The invention belongs to the technical field of surgical patches, and provides an artificial rotator cuff patch capable of inducing tendon-bone gradient structure formation and a preparation method thereof. The method comprises the following steps: selecting PET yarns as an inner layer and a gelatin solution in which CTGF, KGN and induction factors of nano-hydroxyapatite are respectively dispersedas an outer layer; spraying the gelatin solution onto the PET yarns by using an electrostatic spinning technology so as to obtian CTGF yarns, KGN yarns and nano hydroxyapatite yarns, wherein the three kinds of yarns are all nanofiber yarns with a double-layer structure; and then performing weaving according to the direction of CTGF-KGN-nano hydroxyapatite to obtain a nanofiber yarn stent with a knitted double-layer structure, namely the artificial rotator cuff patch capable of inducing the formation of a tendon-bone gradient structure.
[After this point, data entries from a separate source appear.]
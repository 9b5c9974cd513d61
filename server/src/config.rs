//! Command line configuration for the server binary

use crate::error::{Result, ServerError};
use crate::registry::CodeGenerator;
use clap::Parser;

pub const DEFAULT_MAX_GAMES: usize = 1000;
pub const DEFAULT_CODE_LENGTH: usize = 4;

#[derive(Parser, Debug, Clone, PartialEq, Eq)]
#[command(author, version, about, long_about = None)]
pub struct ServerConfig {
    /// Server IP address to bind to
    #[arg(short = 'H', long, default_value = "127.0.0.1")]
    pub host: String,

    /// Server port to listen on (0 picks a free port)
    #[arg(short, long, default_value = "8080")]
    pub port: u16,

    /// Most games that may run at once
    #[arg(short, long, default_value_t = DEFAULT_MAX_GAMES)]
    pub max_games: usize,

    /// Letters per game code
    #[arg(short, long, default_value_t = DEFAULT_CODE_LENGTH)]
    pub code_length: usize,

    /// Seed for maps, identities and codes; random when omitted
    #[arg(short, long)]
    pub seed: Option<u64>,
}

impl Default for ServerConfig {
    fn default() -> Self {
        Self {
            host: "127.0.0.1".to_string(),
            port: 8080,
            max_games: DEFAULT_MAX_GAMES,
            code_length: DEFAULT_CODE_LENGTH,
            seed: None,
        }
    }
}

impl ServerConfig {
    pub fn address(&self) -> String {
        format!("{}:{}", self.host, self.port)
    }

    /// Rejects settings the registry could never honour
    pub fn validate(&self) -> Result<()> {
        if self.max_games == 0 {
            return Err(ServerError::Config("--max-games must be at least 1".into()));
        }
        if self.code_length == 0 {
            return Err(ServerError::Config("--code-length must be at least 1".into()));
        }

        let codes = CodeGenerator::new(self.code_length).capacity();
        if codes < self.max_games {
            return Err(ServerError::Config(format!(
                "{} letter codes allow only {} games, fewer than --max-games {}",
                self.code_length, codes, self.max_games
            )));
        }
        Ok(())
    }
}

#[cfg(test)]
mod tests {
    use super::*;

    #[test]
    fn test_defaults() {
        let config = ServerConfig::parse_from(["server"]);
        assert_eq!(config, ServerConfig::default());
        assert_eq!(config.address(), "127.0.0.1:8080");
        assert!(config.validate().is_ok());
    }

    #[test]
    fn test_flags() {
        let config = ServerConfig::parse_from([
            "server",
            "-H",
            "0.0.0.0",
            "--port",
            "9000",
            "--max-games",
            "20",
            "--code-length",
            "2",
            "--seed",
            "17",
        ]);
        assert_eq!(config.address(), "0.0.0.0:9000");
        assert_eq!(config.max_games, 20);
        assert_eq!(config.code_length, 2);
        assert_eq!(config.seed, Some(17));
    }

    #[test]
    fn test_code_space_must_cover_max_games() {
        let config = ServerConfig {
            code_length: 1,
            max_games: 25,
            ..ServerConfig::default()
        };
        assert!(matches!(config.validate(), Err(ServerError::Config(_))));

        let config = ServerConfig {
            code_length: 1,
            max_games: 24,
            ..ServerConfig::default()
        };
        assert!(config.validate().is_ok());
    }

    #[test]
    fn test_zero_limits_are_rejected() {
        for config in [
            ServerConfig {
                max_games: 0,
                ..ServerConfig::default()
            },
            ServerConfig {
                code_length: 0,
                ..ServerConfig::default()
            },
        ] {
            assert!(config.validate().is_err());
        }
    }
}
The preparation method of the artificial rotator cuff patch capable of inducing formation of the tendon-bone gradient structure is simple, and the obtained three-section artificial rotator cuff patch can promote formation of the tendon-fibrous cartilage-bone gradient structure, and has good mechanical properties, biocompatibility and clinical application prospects.

The invention discloses an injectable poly(4-hydroxybutyrate) (P4HB) porous microsphere preparation without stem cell or growth factor loading. The injectable poly(4-hydroxybutyrate) (P4HB) porous microsphere preparation is a porous microsphere constructed by poly(4-hydroxybutyrate) and a copolymer thereof through a pore-foaming agent. The invention further provides a preparation method of the microsphere and application of the microsphere in bone defect repairing. The prepared porous microsphere has the mechanical property similar to that of an extracellular matrix, can be used for enhancing progenitor cell aggregation through the porous structure of the microsphere on the premise of without stem cell or growth factor loading, so that the internal repairing capacity of bones can be supported, and intracartilage ossification bone repairing can be completed through a single material.